As the fiscal standoff continues, analysts speculate that the debt-ceiling impasse could potentially result in Fitch placing the US rating on negative watch and taking further rating action if default becomes a significant risk.

Biden expresses confidence in reaching debt deal amid G-7 summit

President Joe Biden, currently attending the G-7 summit in Japan, remains optimistic about reaching a deal with House Republicans to avoid a potential default on the nation’s debt. When asked about the status of the negotiations, Biden expressed confidence, citing his experience in similar negotiations throughout his political career. He emphasized that talks progress in stages and appeared relaxed, stating that he believes a default can be avoided and that a favorable outcome can be achieved.

While meeting with Australian Prime Minister Anthony Albanese, Biden apologized for canceling his planned trip to Sydney in order to address the budget impasse and the looming debt ceiling issue. Albanese, understanding the circumstances, expressed his support, highlighting the temporary nature of political decisions and reaffirming the enduring friendship between the two countries.

Although the president exuded calmness regarding the negotiations, some of his aides, including White House communications director Ben LaBolt, delivered more forceful statements.
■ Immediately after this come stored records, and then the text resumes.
use super::*;
use chipnet_core::Chips;
use chipnet_core::ID;
use chipnet_core::STACK;
use std::collections::BTreeMap;

/// Reasons a ledger operation can refuse to run.
/// Callers that only care about success collapse these with `is_ok()`.
#[derive(Debug, Clone, Copy, PartialEq, Eq)]
pub enum LedgerError {
    NameTaken,
    UnknownPlayer,
    InvalidAmount,
    InsufficientChips,
    InsufficientPot,
}

impl std::fmt::Display for LedgerError {
    fn fmt(&self, f: &mut std::fmt::Formatter<'_>) -> std::fmt::Result {
        match self {
            Self::NameTaken => write!(f, "name already registered"),
            Self::UnknownPlayer => write!(f, "no such player"),
            Self::InvalidAmount => write!(f, "amount must be positive"),
            Self::InsufficientChips => write!(f, "not enough chips"),
            Self::InsufficientPot => write!(f, "not enough in the pot"),
        }
    }
}

impl std::error::Error for LedgerError {}

/// Authoritative record of every player's chips and the shared pot.
///
/// All operations are synchronous and total: a failing operation returns
/// its reason and leaves the ledger exactly as it found it. The ledger is
/// the sole owner of all [`Player`] records; players are never removed.
#[derive(Debug, Clone)]
pub struct Ledger {
    players: BTreeMap<String, Player>,
    pot: Chips,
    stack: Chips,
}

impl Default for Ledger {
    fn default() -> Self {
        Self::new()
    }
}

impl Ledger {
    pub fn new() -> Self {
        Self::with_stack(STACK)
    }
    /// A ledger handing out a non-default starting balance.
    pub fn with_stack(stack: Chips) -> Self {
        Self {
            players: BTreeMap::new(),
            pot: 0,
            stack,
        }
    }
    pub fn pot(&self) -> Chips {
        self.pot
    }
    pub fn player(&self, name: &str) -> Option<&Player> {
        self.players.get(name)
    }
    /// Seats a new player with the starting stack and an empty turn bet.
    /// Names are unique and case-sensitive; a taken name is rejected so the
    /// caller can fall back to [`Ledger::reassociate`].
    pub fn register(&mut self, name: &str, connection: ID<Connection>) -> Result<(), LedgerError> {
        if self.players.contains_key(name) {
            return Err(LedgerError::NameTaken);
        }
        self.players
            .insert(name.to_string(), Player::new(name, self.stack, connection));
        Ok(())
    }
    /// Points an existing player at a new connection. No chip or bet change.
    pub fn reassociate(
        &mut self,
        name: &str,
        connection: ID<Connection>,
    ) -> Result<(), LedgerError> {
        self.players
            .get_mut(name)
            .map(|player| player.reconnect(connection))
            .ok_or(LedgerError::UnknownPlayer)
    }
    /// Moves `amount` from the named player's balance into their turn bet
    /// and the shared pot, as one indivisible step.
    pub fn place_bet(&mut self, name: &str, amount: Chips) -> Result<(), LedgerError> {
        let player = self
            .players
            .get_mut(name)
            .ok_or(LedgerError::UnknownPlayer)?;
        player.bet(amount)?;
        self.pot += amount;
        Ok(())
    }
    /// Zeroes every player's turn bet. Chips and pot untouched.
    /// Invoked once per betting round by the pot device.
    pub fn clear_turn_bets(&mut self) {
        for player in self.players.values_mut() {
            player.clear_turn_bet();
        }
    }
    /// Pays `amount` out of the pot to the named player.
    ///
    /// Deliberately permissive: any registered player may claim any amount
    /// up to the full pot. The table awards pots; the ledger only moves
    /// chips.
    pub fn claim_pot(&mut self, name: &str, amount: Chips) -> Result<(), LedgerError> {
        if !self.players.contains_key(name) {
            return Err(LedgerError::UnknownPlayer);
        }
        if amount < 0 {
            return Err(LedgerError::InvalidAmount);
        }
        if amount > self.pot {
            return Err(LedgerError::InsufficientPot);
        }
        let player = self
            .players
            .get_mut(name)
            .ok_or(LedgerError::UnknownPlayer)?;
        self.pot -= amount;
        player.collect(amount);
        Ok(())
    }
    /// A consistent point-in-time view of the full table for broadcast.
    pub fn snapshot(&self) -> Snapshot {
        Snapshot {
            players: self
                .players
                .values()
                .map(|p| (p.name().to_string(), PlayerView::from(p)))
                .collect(),
            pot: self.pot,
        }
    }
}

#[cfg(test)]
mod tests {
    use super::*;
    #[test]
    fn register_seats_player_with_stack() {
        let mut ledger = Ledger::new();
        assert!(ledger.register("alice", ID::default()).is_ok());
        let alice = ledger.player("alice").unwrap();
        assert_eq!(alice.chips(), STACK);
        assert_eq!(alice.turn_bet(), 0);
    }
    #[test]
    fn register_rejects_taken_name() {
        let mut ledger = Ledger::new();
        let original = ID::default();
        assert!(ledger.register("alice", original).is_ok());
        ledger.place_bet("alice", 100).unwrap();
        assert_eq!(
            ledger.register("alice", ID::default()),
            Err(LedgerError::NameTaken)
        );
        let alice = ledger.player("alice").unwrap();
        assert_eq!(alice.chips(), STACK - 100);
        assert_eq!(alice.connection(), original);
        assert_eq!(ledger.snapshot().players.len(), 1);
    }
    #[test]
    fn reassociate_changes_only_the_handle() {
        let mut ledger = Ledger::new();
        ledger.register("alice", ID::default()).unwrap();
        ledger.place_bet("alice", 25).unwrap();
        let before = ledger.snapshot();
        let next = ID::default();
        assert!(ledger.reassociate("alice", next).is_ok());
        let after = ledger.snapshot();
        assert_eq!(ledger.player("alice").unwrap().connection(), next);
        assert_eq!(before.pot, after.pot);
        assert_eq!(before.players["alice"].chips, after.players["alice"].chips);
        assert_eq!(
            before.players["alice"].turn_bet,
            after.players["alice"].turn_bet
        );
        assert_ne!(
            before.players["alice"].connection,
            after.players["alice"].connection
        );
    }
    #[test]
    fn reassociate_unknown_player_fails() {
        let mut ledger = Ledger::new();
        assert_eq!(
            ledger.reassociate("ghost", ID::default()),
            Err(LedgerError::UnknownPlayer)
        );
    }
    #[test]
    fn bet_moves_chips_through_to_pot() {
        let mut ledger = Ledger::new();
        ledger.register("alice", ID::default()).unwrap();
        assert!(ledger.place_bet("alice", 100).is_ok());
        let alice = ledger.player("alice").unwrap();
        assert_eq!(alice.chips(), STACK - 100);
        assert_eq!(alice.turn_bet(), 100);
        assert_eq!(alice.chips() + alice.turn_bet(), STACK);
        assert_eq!(ledger.pot(), 100);
    }
    #[test]
    fn bet_failures_leave_state_unchanged() {
        let mut ledger = Ledger::new();
        ledger.register("alice", ID::default()).unwrap();
        assert_eq!(
            ledger.place_bet("alice", 0),
            Err(LedgerError::InvalidAmount)
        );
        assert_eq!(
            ledger.place_bet("alice", -10),
            Err(LedgerError::InvalidAmount)
        );
        assert_eq!(
            ledger.place_bet("alice", STACK + 1),
            Err(LedgerError::InsufficientChips)
        );
        assert_eq!(
            ledger.place_bet("ghost", 10),
            Err(LedgerError::UnknownPlayer)
        );
        let alice = ledger.player("alice").unwrap();
        assert_eq!(alice.chips(), STACK);
        assert_eq!(alice.turn_bet(), 0);
        assert_eq!(ledger.pot(), 0);
    }
    #[test]
    fn claim_conserves_chips_plus_pot() {
        let mut ledger = Ledger::new();
        ledger.register("alice", ID::default()).unwrap();
        ledger.register("bob", ID::default()).unwrap();
        ledger.place_bet("alice", 100).unwrap();
        ledger.place_bet("bob", 60).unwrap();
        let before = ledger.player("bob").unwrap().chips() + ledger.pot();
        assert!(ledger.claim_pot("bob", 150).is_ok());
        let after = ledger.player("bob").unwrap().chips() + ledger.pot();
        assert_eq!(before, after);
        assert_eq!(ledger.pot(), 10);
        assert_eq!(ledger.player("bob").unwrap().chips(), STACK - 60 + 150);
    }
    #[test]
    fn claim_failures_leave_state_unchanged() {
        let mut ledger = Ledger::new();
        ledger.register("alice", ID::default()).unwrap();
        ledger.place_bet("alice", 50).unwrap();
        assert_eq!(
            ledger.claim_pot("alice", 51),
            Err(LedgerError::InsufficientPot)
        );
        assert_eq!(
            ledger.claim_pot("ghost", 10),
            Err(LedgerError::UnknownPlayer)
        );
        assert_eq!(
            ledger.claim_pot("alice", -1),
            Err(LedgerError::InvalidAmount)
        );
        assert_eq!(ledger.pot(), 50);
        assert_eq!(ledger.player("alice").unwrap().chips(), STACK - 50);
    }
    #[test]
    fn claim_of_zero_is_a_legal_noop() {
        let mut ledger = Ledger::new();
        ledger.register("alice", ID::default()).unwrap();
        assert!(ledger.claim_pot("alice", 0).is_ok());
        assert_eq!(ledger.pot(), 0);
        assert_eq!(ledger.player("alice").unwrap().chips(), STACK);
    }
    #[test]
    fn clear_turn_bets_resets_every_seat() {
        let mut ledger = Ledger::new();
        ledger.clear_turn_bets(); // empty table is fine
        ledger.register("alice", ID::default()).unwrap();
        ledger.register("bob", ID::default()).unwrap();
        ledger.place_bet("alice", 100).unwrap();
        ledger.place_bet("bob", 40).unwrap();
        ledger.clear_turn_bets();
        assert_eq!(ledger.player("alice").unwrap().turn_bet(), 0);
        assert_eq!(ledger.player("bob").unwrap().turn_bet(), 0);
        assert_eq!(ledger.player("alice").unwrap().chips(), STACK - 100);
        assert_eq!(ledger.player("bob").unwrap().chips(), STACK - 40);
        assert_eq!(ledger.pot(), 140);
    }
    #[test]
    fn full_round_of_play() {
        let mut ledger = Ledger::new();
        ledger.register("alice", ID::default()).unwrap();
        ledger.register("bob", ID::default()).unwrap();
        ledger.place_bet("alice", 100).unwrap();
        assert_eq!(ledger.player("alice").unwrap().chips(), 900);
        assert_eq!(ledger.player("alice").unwrap().turn_bet(), 100);
        assert_eq!(ledger.pot(), 100);
        ledger.place_bet("bob", 50).unwrap();
        assert_eq!(ledger.player("bob").unwrap().chips(), 950);
        assert_eq!(ledger.player("bob").unwrap().turn_bet(), 50);
        assert_eq!(ledger.pot(), 150);
        ledger.claim_pot("alice", 150).unwrap();
        assert_eq!(ledger.player("alice").unwrap().chips(), 1050);
        assert_eq!(ledger.pot(), 0);
        ledger.clear_turn_bets();
        let snapshot = ledger.snapshot();
        assert_eq!(snapshot.players["alice"].chips, 1050);
        assert_eq!(snapshot.players["alice"].turn_bet, 0);
        assert_eq!(snapshot.players["bob"].chips, 950);
        assert_eq!(snapshot.players["bob"].turn_bet, 0);
        assert_eq!(snapshot.pot, 0);
    }
    #[test]
    fn custom_stack_applies_to_new_players() {
        let mut ledger = Ledger::with_stack(25);
        ledger.register("alice", ID::default()).unwrap();
        assert_eq!(ledger.player("alice").unwrap().chips(), 25);
    }
}
use chipnet_core::ID;
use chipnet_ledger::Connection;
use std::collections::HashMap;
use tokio::sync::mpsc::UnboundedSender;

/// Registry of live WebSocket connections and their outbound channels.
/// Separates connection lifecycle from table state: devices come and go,
/// the ledger's players do not.
#[derive(Debug, Default)]
pub struct Connections {
    senders: HashMap<ID<Connection>, UnboundedSender<String>>,
}

impl Connections {
    pub fn new() -> Self {
        Self::default()
    }
    /// Registers a freshly opened connection.
    pub fn attach(&mut self, id: ID<Connection>, sender: UnboundedSender<String>) {
        self.senders.insert(id, sender);
    }
    /// Removes a closed connection.
    pub fn detach(&mut self, id: ID<Connection>) {
        self.senders.remove(&id);
    }
    /// Returns the number of open connections.
    pub fn connected_count(&self) -> usize {
        self.senders.len()
    }
    /// Gets the outbound sender for a connection.
    pub fn sender(&self, id: ID<Connection>) -> Option<&UnboundedSender<String>> {
        self.senders.get(&id)
    }
    /// Sends a frame to a single connection.
    pub fn unicast(&self, id: ID<Connection>, frame: String) {
        match self.sender(id).map(|outbox| outbox.send(frame)) {
            Some(Ok(())) => log::debug!("[connections] unicast to {} succeeded", id),
            Some(Err(e)) => log::warn!("[connections] unicast to {} failed: {:?}", id, e),
            None => log::warn!("[connections] unicast to {}: no such connection", id),
        }
    }
    /// Sends a frame to every open connection.
    pub fn broadcast(&self, frame: String) {
        log::debug!("[connections] broadcast to {} devices", self.senders.len());
        self.senders
            .iter()
            .for_each(|(id, outbox)| match outbox.send(frame.clone()) {
                Ok(()) => {}
                Err(e) => log::warn!("[connections] broadcast to {} failed: {:?}", id, e),
            });
    }
}
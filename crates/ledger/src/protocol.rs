use chipnet_core::Chips;
use serde::Deserialize;

/// Errors that can occur while decoding client frames.
#[derive(Debug, Clone)]
pub enum ProtocolError {
    InvalidMessage(String),
}

impl std::fmt::Display for ProtocolError {
    fn fmt(&self, f: &mut std::fmt::Formatter<'_>) -> std::fmt::Result {
        match self {
            Self::InvalidMessage(s) => write!(f, "invalid message: {}", s),
        }
    }
}

impl std::error::Error for ProtocolError {}

/// Actions a connected device can submit.
///
/// Actions name their player explicitly; the table trusts the room it is
/// standing in, so there is no identity check tying a connection to a name.
#[derive(Clone, Debug, Deserialize)]
#[serde(tag = "type", rename_all = "snake_case")]
pub enum ClientMessage {
    /// The pot device announces itself as the table authority.
    JoinAsPot,
    /// Join (or rejoin) the table under the given name.
    Join { name: String },
    /// Ask for a private snapshot.
    GetState,
    /// Commit chips to the current betting round.
    Bet { name: String, amount: Chips },
    /// Take chips out of the pot.
    ClaimPot { name: String, amount: Chips },
    /// End the betting round: reset every turn bet.
    ClearBets,
}

/// Decodes raw WebSocket text frames into [`ClientMessage`]s.
/// Centralizes the protocol layer between the wire and the table.
pub struct Protocol;

impl Protocol {
    pub fn decode(s: &str) -> Result<ClientMessage, ProtocolError> {
        serde_json::from_str(s).map_err(|e| ProtocolError::InvalidMessage(e.to_string()))
    }
}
LaBolt criticized Republicans for their proposed budget cuts, deeming them extreme. However, he also suggested that there is still a possibility for a reasonable bipartisan agreement if Republicans return to the negotiating table in good faith.

Biden’s decision to cancel diplomatic engagements in the Indo-Pacific region has raised concerns among some, as it could potentially allow China to portray the United States as an unreliable partner to other nations in the region.

At the G-7 summit, Biden and Albanese signed a statement of intent to strengthen joint efforts in combating climate change and expressed enthusiasm for enhanced cooperation in defense matters. Jake Sullivan, Biden’s national security adviser, acknowledged the interest of other G-7 leaders in the Washington negotiations. Sullivan reassured that while the situation is a significant topic of discussion, it has not caused alarm among the attending countries. The president has conveyed his belief that a positive outcome can be achieved.

As negotiations continue, the eyes of the international community remain fixed on the United States, eagerly awaiting the resolution of the debt ceiling standoff.

It remains to be seen how the debt-ceiling showdown will unfold and whether it will prompt lawmakers to reevaluate the effectiveness and necessity of this process in the future. Nonetheless, the implications of a credit downgrade in the wake of a US government default would have far-reaching consequences for the world’s largest bond market and the stability of global financial markets.